START Dataset content
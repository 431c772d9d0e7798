//! Leptos client-side app wiring and routes.
//!
//! The engine behind the canvas lives in [`force_graph`]: snapshot layout,
//! physics, event normalization and the FX overlay.

use leptos::prelude::*;
use leptos_meta::*;
use leptos_router::components::*;
use leptos_router::path;
use log::{Level, info};

// Modules
mod components;
mod pages;

pub use crate::components::force_graph;

// Top-Level pages
use crate::pages::home::Home;
use crate::pages::not_found::NotFound;

/// Initialize logging and panic hooks for the WASM target.
pub fn init_logging() {
	let _ = console_log::init_with_level(Level::Debug);
	console_error_panic_hook::set_once();
	info!("Logging initialized");
}

/// An app router which renders the homepage and handles 404's
#[component]
pub fn App() -> impl IntoView {
	// Provides context that manages stylesheets, titles, meta tags, etc.
	provide_meta_context();

	view! {
		<Html attr:lang="en" attr:dir="ltr" attr:data-theme="dark" />

		// sets the document title
		<Title text="Credit Network" />

		// injects metadata in the <head> of the page
		<Meta charset="UTF-8" />
		<Meta name="viewport" content="width=device-width, initial-scale=1.0" />

		<Router>
			<Routes fallback=|| view! { <NotFound /> }>
				<Route path=path!("/") view=Home />
			</Routes>
		</Router>
	}
}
END Dataset content
→ Exercise brief
Which lines in the material contain the word "Level"? Pull each of them out.

→ Result for this task
use log::{Level, info};
// Top-Level pages
	let _ = console_log::init_with_level(Level::Debug);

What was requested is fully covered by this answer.